Protest at the University of California, Irvine

On April 29, 2024, a pro-Palestinian encampment was started at University of California, Irvine demanding that the university divest from Israel. The encampment was dismantled by police on May 15, leading to the arrest of student activists and other participants.

== Background ==

Following pro-Palestinian protests across university campuses, over 200 protestors gathered at UCI on April 25, 2024 to demand the university divest from Israel and condemn the genocide in Gaza. The protest was peaceful with no reported altercations.

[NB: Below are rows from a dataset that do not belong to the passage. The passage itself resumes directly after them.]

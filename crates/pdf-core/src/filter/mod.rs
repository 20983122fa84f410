//! Stream-filter pipeline: `FlateDecode` with an optional PNG-Up predictor
//! is the one required filter/predictor combination.

mod flate;

pub use flate::{decode_flate, FlateParms};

The following week, on April 29, a group of students set up a tent encampment on campus hoping to increase pressure on the university. According to student organizers, the encampment was made up of 35 to 40 UCI students. Chancellor Howard Gillman declared the encampment to be "unauthorized" and in violation of university policy.

==Police Deployment==

On May 15, 2024, a crackdown on the encampment resulted in an occupation of the UC Irvine Science Building by the protesters. UCI police put out a mutual aid call and received a response from at least 16 law enforcement agencies from around Orange County. Hundreds of officers responded and forty-seven protesters, including students, UCI employees and others were arrested. Student participants were suspended for up to 14 days.

==Aftermath==

On May 22, students affiliated with UCI Divest Coalition and Students for Justice in Palestine organized a walkout to protest the suspension.

On July 30, five UC Irvine students sued the UC Regents and Chancellor for suspending them without due process.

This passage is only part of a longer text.